====== Dataset records ======

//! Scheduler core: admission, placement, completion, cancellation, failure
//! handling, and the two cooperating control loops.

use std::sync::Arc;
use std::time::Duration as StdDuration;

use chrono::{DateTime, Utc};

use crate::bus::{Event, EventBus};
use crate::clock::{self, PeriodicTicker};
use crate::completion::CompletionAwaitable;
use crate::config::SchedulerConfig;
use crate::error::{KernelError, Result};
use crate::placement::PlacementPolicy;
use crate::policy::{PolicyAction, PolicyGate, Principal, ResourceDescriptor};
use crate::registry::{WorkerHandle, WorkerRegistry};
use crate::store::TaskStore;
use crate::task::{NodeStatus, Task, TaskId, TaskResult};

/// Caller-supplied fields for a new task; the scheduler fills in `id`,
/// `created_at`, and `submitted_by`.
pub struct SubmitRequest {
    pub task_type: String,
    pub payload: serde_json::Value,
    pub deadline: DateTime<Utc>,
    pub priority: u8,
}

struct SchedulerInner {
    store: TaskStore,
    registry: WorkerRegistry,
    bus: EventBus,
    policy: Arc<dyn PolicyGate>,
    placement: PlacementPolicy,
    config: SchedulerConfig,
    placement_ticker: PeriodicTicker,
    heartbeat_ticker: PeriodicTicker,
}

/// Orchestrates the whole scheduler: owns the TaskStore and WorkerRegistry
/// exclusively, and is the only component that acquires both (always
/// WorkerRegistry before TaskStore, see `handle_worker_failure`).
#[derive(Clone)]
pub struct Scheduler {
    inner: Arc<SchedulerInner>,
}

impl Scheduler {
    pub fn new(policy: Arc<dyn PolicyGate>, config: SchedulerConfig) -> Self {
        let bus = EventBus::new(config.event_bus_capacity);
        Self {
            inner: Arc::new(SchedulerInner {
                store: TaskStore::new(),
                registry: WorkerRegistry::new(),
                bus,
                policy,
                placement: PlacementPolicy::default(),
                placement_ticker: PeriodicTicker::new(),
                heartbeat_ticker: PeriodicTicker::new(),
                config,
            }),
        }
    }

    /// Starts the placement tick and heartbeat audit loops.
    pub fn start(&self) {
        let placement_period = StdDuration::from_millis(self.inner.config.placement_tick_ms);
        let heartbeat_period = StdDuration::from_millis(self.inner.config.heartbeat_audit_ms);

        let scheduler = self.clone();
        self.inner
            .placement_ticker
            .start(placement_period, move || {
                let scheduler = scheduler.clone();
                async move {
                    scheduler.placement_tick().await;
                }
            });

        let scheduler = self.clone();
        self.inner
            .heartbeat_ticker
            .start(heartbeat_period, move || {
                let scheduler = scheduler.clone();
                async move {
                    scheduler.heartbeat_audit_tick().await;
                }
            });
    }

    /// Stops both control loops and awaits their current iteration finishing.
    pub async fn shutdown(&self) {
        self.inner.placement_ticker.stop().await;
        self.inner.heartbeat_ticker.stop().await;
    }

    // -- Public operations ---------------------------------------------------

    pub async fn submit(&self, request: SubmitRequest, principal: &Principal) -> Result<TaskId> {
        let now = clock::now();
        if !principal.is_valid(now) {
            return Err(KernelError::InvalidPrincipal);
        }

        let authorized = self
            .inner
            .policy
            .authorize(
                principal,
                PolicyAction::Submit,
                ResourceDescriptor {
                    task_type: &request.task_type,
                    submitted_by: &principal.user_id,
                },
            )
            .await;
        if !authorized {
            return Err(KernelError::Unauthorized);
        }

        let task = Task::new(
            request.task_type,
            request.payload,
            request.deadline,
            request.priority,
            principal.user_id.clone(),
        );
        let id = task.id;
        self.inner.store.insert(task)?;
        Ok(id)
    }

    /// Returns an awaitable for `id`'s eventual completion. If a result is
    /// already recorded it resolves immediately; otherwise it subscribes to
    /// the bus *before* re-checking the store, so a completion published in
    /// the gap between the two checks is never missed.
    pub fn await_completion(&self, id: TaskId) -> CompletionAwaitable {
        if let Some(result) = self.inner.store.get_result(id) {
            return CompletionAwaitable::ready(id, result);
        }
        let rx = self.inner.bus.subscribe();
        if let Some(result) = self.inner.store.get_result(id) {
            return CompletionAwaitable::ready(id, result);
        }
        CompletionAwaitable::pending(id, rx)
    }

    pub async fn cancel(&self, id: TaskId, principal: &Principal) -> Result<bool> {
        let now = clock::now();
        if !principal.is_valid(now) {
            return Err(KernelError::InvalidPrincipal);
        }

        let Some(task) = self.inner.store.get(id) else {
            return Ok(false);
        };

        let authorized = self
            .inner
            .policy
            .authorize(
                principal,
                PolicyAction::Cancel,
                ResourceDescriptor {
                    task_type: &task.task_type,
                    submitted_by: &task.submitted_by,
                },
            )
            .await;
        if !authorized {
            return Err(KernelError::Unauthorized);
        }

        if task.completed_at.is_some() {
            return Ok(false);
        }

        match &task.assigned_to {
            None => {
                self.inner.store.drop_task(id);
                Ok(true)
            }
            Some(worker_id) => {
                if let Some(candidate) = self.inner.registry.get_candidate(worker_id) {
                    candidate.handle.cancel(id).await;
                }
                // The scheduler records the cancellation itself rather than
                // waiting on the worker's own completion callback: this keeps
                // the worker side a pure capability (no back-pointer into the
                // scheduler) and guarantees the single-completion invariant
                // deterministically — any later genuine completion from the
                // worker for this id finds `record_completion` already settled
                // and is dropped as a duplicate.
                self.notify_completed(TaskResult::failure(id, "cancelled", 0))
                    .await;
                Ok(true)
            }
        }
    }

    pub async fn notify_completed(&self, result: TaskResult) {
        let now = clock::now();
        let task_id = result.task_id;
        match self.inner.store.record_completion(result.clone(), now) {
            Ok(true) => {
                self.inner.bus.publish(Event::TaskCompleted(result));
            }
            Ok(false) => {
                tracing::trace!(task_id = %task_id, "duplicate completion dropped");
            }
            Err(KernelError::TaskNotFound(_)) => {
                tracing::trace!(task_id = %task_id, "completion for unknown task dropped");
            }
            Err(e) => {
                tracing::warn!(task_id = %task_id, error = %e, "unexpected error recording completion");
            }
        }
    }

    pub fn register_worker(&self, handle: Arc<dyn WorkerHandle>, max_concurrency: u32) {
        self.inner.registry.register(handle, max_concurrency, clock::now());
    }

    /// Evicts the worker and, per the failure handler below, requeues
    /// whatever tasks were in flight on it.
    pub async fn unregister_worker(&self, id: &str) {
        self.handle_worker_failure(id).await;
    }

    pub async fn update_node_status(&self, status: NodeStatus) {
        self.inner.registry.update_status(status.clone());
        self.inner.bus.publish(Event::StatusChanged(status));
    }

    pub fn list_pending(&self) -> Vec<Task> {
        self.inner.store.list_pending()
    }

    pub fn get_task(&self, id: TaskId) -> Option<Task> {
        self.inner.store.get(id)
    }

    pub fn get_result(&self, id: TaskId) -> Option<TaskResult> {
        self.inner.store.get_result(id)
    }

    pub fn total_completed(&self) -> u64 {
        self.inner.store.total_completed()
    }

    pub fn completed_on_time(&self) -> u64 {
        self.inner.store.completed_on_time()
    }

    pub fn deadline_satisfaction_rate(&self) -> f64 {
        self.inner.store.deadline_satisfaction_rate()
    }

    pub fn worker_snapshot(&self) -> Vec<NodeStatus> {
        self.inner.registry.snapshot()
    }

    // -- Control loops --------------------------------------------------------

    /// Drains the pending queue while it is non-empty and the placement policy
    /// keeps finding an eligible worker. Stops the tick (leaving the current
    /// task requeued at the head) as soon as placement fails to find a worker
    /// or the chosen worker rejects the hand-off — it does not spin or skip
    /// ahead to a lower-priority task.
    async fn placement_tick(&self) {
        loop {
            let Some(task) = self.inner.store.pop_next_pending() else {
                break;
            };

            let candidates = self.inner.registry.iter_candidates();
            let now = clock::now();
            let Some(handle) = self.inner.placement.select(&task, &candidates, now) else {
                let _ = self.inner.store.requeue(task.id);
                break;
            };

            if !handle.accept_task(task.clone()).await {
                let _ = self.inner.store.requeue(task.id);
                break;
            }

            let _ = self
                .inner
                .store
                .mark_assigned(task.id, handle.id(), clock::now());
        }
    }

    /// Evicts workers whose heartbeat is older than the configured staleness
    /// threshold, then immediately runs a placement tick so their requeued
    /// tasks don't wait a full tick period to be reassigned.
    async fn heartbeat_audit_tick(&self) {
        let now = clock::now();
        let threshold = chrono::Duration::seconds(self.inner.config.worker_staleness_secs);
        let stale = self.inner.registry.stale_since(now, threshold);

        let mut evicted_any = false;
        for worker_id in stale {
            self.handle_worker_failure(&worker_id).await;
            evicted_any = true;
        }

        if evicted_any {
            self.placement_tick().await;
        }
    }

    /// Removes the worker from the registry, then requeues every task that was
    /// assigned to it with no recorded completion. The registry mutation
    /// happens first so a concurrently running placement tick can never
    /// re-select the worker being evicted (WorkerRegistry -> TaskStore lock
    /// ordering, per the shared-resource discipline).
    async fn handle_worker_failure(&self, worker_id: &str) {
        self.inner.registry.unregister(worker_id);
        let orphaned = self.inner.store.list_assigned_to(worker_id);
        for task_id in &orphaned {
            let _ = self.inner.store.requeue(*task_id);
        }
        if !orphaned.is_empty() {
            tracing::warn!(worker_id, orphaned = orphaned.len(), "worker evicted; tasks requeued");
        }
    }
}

======

Task brief: Lines that include the word "threshold" are to be extracted from the data above.

Task solution:
    /// threshold, then immediately runs a placement tick so their requeued
        let threshold = chrono::Duration::seconds(self.inner.config.worker_staleness_secs);
        let stale = self.inner.registry.stale_since(now, threshold);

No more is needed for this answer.